(Stored data)
○ ○ ○ ○ ○ ○ ○
use serde::{Deserialize, Serialize};

/// One process invocation of a command; both fields are templates
#[derive(Debug, Clone, Serialize, Deserialize, PartialEq, Eq)]
pub struct CommandStep {
    pub program: String,
    #[serde(default)]
    pub args: Vec<String>,
}

impl CommandStep {
    pub fn new(program: impl Into<String>, args: &[&str]) -> Self {
        Self {
            program: program.into(),
            args: args.iter().map(|a| a.to_string()).collect(),
        }
    }
}

/// How stdout lines are marked up in the output sink
#[derive(Debug, Clone, Copy, Default, Serialize, Deserialize, PartialEq, Eq)]
#[serde(rename_all = "lowercase")]
pub enum FilterKind {
    /// Escape the text only
    #[default]
    Plain,
    /// Turn `path:line:col` references into links
    Links,
}

/// A command that can be run from the menus
#[derive(Debug, Clone, Serialize, Deserialize, PartialEq, Eq)]
pub struct CommandSpec {
    pub category: String,
    pub name: String,
    #[serde(default)]
    pub desc: String,

    /// Languages this command applies to; empty or `Any` matches all
    #[serde(default)]
    pub langs: Vec<String>,

    /// Version control systems this command applies to; empty matches any
    #[serde(default)]
    pub vcs: Vec<String>,

    pub steps: Vec<CommandStep>,

    /// Working directory template; empty means the project root
    #[serde(default)]
    pub dir: String,

    /// Each step waits for the previous one to succeed
    #[serde(default)]
    pub wait: bool,

    /// Surface the output tab when the command starts
    #[serde(default)]
    pub focus: bool,

    /// Ask the user before running
    #[serde(default)]
    pub confirm: bool,

    #[serde(default)]
    pub filter: FilterKind,
}

impl CommandSpec {
    pub fn new(category: impl Into<String>, name: impl Into<String>, steps: Vec<CommandStep>) -> Self {
        Self {
            category: category.into(),
            name: name.into(),
            desc: String::new(),
            langs: Vec::new(),
            vcs: Vec::new(),
            steps,
            dir: String::new(),
            wait: false,
            focus: false,
            confirm: false,
            filter: FilterKind::Plain,
        }
    }

    /// The `Category: Name` label used to address this command
    pub fn label(&self) -> String {
        format!("{}: {}", self.category, self.name)
    }

    pub fn matches_lang(&self, lang: Option<&str>) -> bool {
        if self.langs.is_empty() || self.langs.iter().any(|l| l.eq_ignore_ascii_case("any")) {
            return true;
        }
        match lang {
            Some(lang) => self.langs.iter().any(|l| l.eq_ignore_ascii_case(lang)),
            None => false,
        }
    }

    pub fn matches_vcs(&self, vcs: Option<&str>) -> bool {
        if self.vcs.is_empty() {
            return true;
        }
        match vcs {
            Some(vcs) => self.vcs.iter().any(|v| v.eq_ignore_ascii_case(vcs)),
            None => false,
        }
    }

    /// Every template of this command: the directory, then each program and its arguments
    pub fn templates(&self) -> impl Iterator<Item = &str> {
        std::iter::once(self.dir.as_str()).chain(self.steps.iter().flat_map(|step| {
            std::iter::once(step.program.as_str()).chain(step.args.iter().map(String::as_str))
        }))
    }

    /// Whether any template needs values from an active editor view
    pub fn requires_buffer(&self) -> bool {
        self.templates()
            .flat_map(argvars::template_vars)
            .filter_map(|name| argvars::lookup(&name))
            .any(|var| var.kind.needs_buffer())
    }
}

#[cfg(test)]
mod tests {
    use super::*;

    fn spec() -> CommandSpec {
        let mut spec = CommandSpec::new(
            "Go",
            "Build Dir",
            vec![CommandStep::new("go", &["build", "-v"])],
        );
        spec.langs = vec!["Go".to_string()];
        spec.dir = "{ProjectRoot}/{FileDirProjRel}".to_string();
        spec
    }

    #[test]
    fn label() {
        assert_eq!(spec().label(), "Go: Build Dir");
    }

    #[test]
    fn language_matching() {
        let spec = spec();
        assert!(spec.matches_lang(Some("go")));
        assert!(!spec.matches_lang(Some("Rust")));
        assert!(!spec.matches_lang(None));

        let mut any = spec.clone();
        any.langs = vec!["Any".to_string()];
        assert!(any.matches_lang(Some("Rust")));
        assert!(any.matches_lang(None));
    }

    #[test]
    fn vcs_matching() {
        let mut spec = spec();
        assert!(spec.matches_vcs(Some("git")));
        assert!(spec.matches_vcs(None));

        spec.vcs = vec!["git".to_string()];
        assert!(spec.matches_vcs(Some("Git")));
        assert!(!spec.matches_vcs(Some("svn")));
        assert!(!spec.matches_vcs(None));
    }

    #[test]
    fn buffer_requirement() {
        assert!(spec().requires_buffer());

        let mut project_only = spec();
        project_only.dir = "{ProjectRoot}".to_string();
        assert!(!project_only.requires_buffer());

        project_only.steps[0].args.push("\\{FilePath}".to_string());
        assert!(!project_only.requires_buffer());

        project_only.steps[0].args.push("{SelectionText}".to_string());
        assert!(project_only.requires_buffer());
    }

    #[test]
    fn deserialises_with_defaults() {
        let spec: CommandSpec = serde_json::from_str(
            r#"{"category": "Build", "name": "Make", "steps": [{"program": "make"}]}"#,
        )
        .unwrap();
        assert_eq!(spec.label(), "Build: Make");
        assert!(spec.steps[0].args.is_empty());
        assert!(!spec.wait);
        assert_eq!(spec.filter, FilterKind::Plain);
    }
}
○ ○ ○ ○ ○ ○ ○
| ABOUT THIS TASK |
Please return every line of the records above that contains the word "ProjectRoot".

| FINISHED TASK |
        spec.dir = "{ProjectRoot}/{FileDirProjRel}".to_string();
        project_only.dir = "{ProjectRoot}".to_string();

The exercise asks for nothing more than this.